*** RECORD EXTRACTS

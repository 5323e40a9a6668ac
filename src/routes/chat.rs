// ABOUTME: Chat route handlers for conversation management and message turns
// ABOUTME: Thin HTTP layer over the chat orchestration service
//
// SPDX-License-Identifier: MIT OR Apache-2.0
// Copyright (c) 2025 Async-IO.org

//! Chat routes
//!
//! `POST /api/chat` runs one complete turn; the conversation endpoints expose
//! the user's chat history. All handlers require an authenticated user.

use axum::extract::{Path, State};
use axum::http::StatusCode;
use axum::response::{IntoResponse, Response};
use axum::routing::{get, post};
use axum::{Json, Router};
use serde::{Deserialize, Serialize};

use crate::errors::AppError;
use crate::services::chat_orchestration::process_chat_message;
use crate::services::ToolInvocation;

use super::{AppState, AuthenticatedUser};

// ============================================================================
// Request/Response Types
// ============================================================================

/// Request to send a chat message
#[derive(Debug, Deserialize)]
pub struct ChatTurnRequest {
    /// The user's message text
    pub message: String,
    /// Existing conversation ID to continue, or null to start new
    #[serde(default)]
    pub conversation_id: Option<String>,
}

/// Response for a completed chat turn
#[derive(Debug, Serialize, Deserialize)]
pub struct ChatTurnResponse {
    /// The conversation ID (new or existing)
    pub conversation_id: String,
    /// The assistant's response text
    pub response: String,
    /// Tool calls invoked during this exchange
    pub tool_calls: Vec<ToolInvocation>,
}

/// Summary of a conversation for listing
#[derive(Debug, Serialize, Deserialize)]
pub struct ConversationSummaryResponse {
    /// Conversation ID
    pub id: String,
    /// Creation timestamp
    pub created_at: String,
    /// Last update timestamp
    pub updated_at: String,
}

/// Response for listing conversations
#[derive(Debug, Serialize, Deserialize)]
pub struct ConversationListResponse {
    /// List of conversations, most recently updated first
    pub conversations: Vec<ConversationSummaryResponse>,
    /// Total count
    pub total: usize,
}

/// A single message in a conversation detail
#[derive(Debug, Serialize, Deserialize)]
pub struct MessageResponse {
    /// Message ID
    pub id: String,
    /// Role (user/assistant)
    pub role: String,
    /// Message content
    pub content: String,
    /// Creation timestamp
    pub created_at: String,
}

/// Full conversation with chronological messages
#[derive(Debug, Serialize, Deserialize)]
pub struct ConversationDetailResponse {
    /// Conversation ID
    pub id: String,
    /// Creation timestamp
    pub created_at: String,
    /// Last update timestamp
    pub updated_at: String,
    /// Messages in chronological order
    pub messages: Vec<MessageResponse>,
}

// ============================================================================
// Chat Routes
// ============================================================================

/// Chat routes handler
pub struct ChatRoutes;

impl ChatRoutes {
    /// Create all chat routes
    #[must_use]
    pub fn routes(state: AppState) -> Router {
        Router::new()
            .route("/api/chat", post(Self::send_message))
            .route("/api/chat/conversations", get(Self::list_conversations))
            .route(
                "/api/chat/conversations/:conversation_id",
                get(Self::get_conversation),
            )
            .with_state(state)
    }

    /// Send a message and run one complete agent turn
    async fn send_message(
        State(state): State<AppState>,
        user: AuthenticatedUser,
        Json(request): Json<ChatTurnRequest>,
    ) -> Result<Response, AppError> {
        let outcome = process_chat_message(
            &state.database,
            state.llm.as_ref(),
            &user.user_id,
            &request.message,
            request.conversation_id.as_deref(),
            state.config.max_conversation_history,
        )
        .await?;

        let response = ChatTurnResponse {
            conversation_id: outcome.conversation_id,
            response: outcome.response,
            tool_calls: outcome.tool_calls,
        };

        Ok((StatusCode::OK, Json(response)).into_response())
    }

    /// List the user's conversations
    async fn list_conversations(
        State(state): State<AppState>,
        user: AuthenticatedUser,
    ) -> Result<Response, AppError> {
        let conversations = state.database.list_conversations(&user.user_id).await?;

        let total = conversations.len();
        let response = ConversationListResponse {
            conversations: conversations
                .into_iter()
                .map(|c| ConversationSummaryResponse {
                    id: c.id,
                    created_at: c.created_at,
                    updated_at: c.updated_at,
                })
                .collect(),
            total,
        };

        Ok((StatusCode::OK, Json(response)).into_response())
    }

    /// Get a conversation with its full message history
    async fn get_conversation(
        State(state): State<AppState>,
        user: AuthenticatedUser,
        Path(conversation_id): Path<String>,
    ) -> Result<Response, AppError> {
        let conversation = state
            .database
            .get_conversation(&conversation_id, &user.user_id)
            .await?
            .ok_or_else(|| AppError::not_found("Conversation"))?;

        let messages = state
            .database
            .get_messages(&conversation_id, &user.user_id)
            .await?;

        let response = ConversationDetailResponse {
            id: conversation.id,
            created_at: conversation.created_at,
            updated_at: conversation.updated_at,
            messages: messages
                .into_iter()
                .map(|m| MessageResponse {
                    id: m.id,
                    role: m.role,
                    content: m.content,
                    created_at: m.created_at,
                })
                .collect(),
        };

        Ok((StatusCode::OK, Json(response)).into_response())
    }
}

******

• DESCRIPTION OF THE TASK:
Copy out every line of the data in which the word "handlers" is found.

• RESPONSE AREA:
// ABOUTME: Chat route handlers for conversation management and message turns
//! the user's chat history. All handlers require an authenticated user.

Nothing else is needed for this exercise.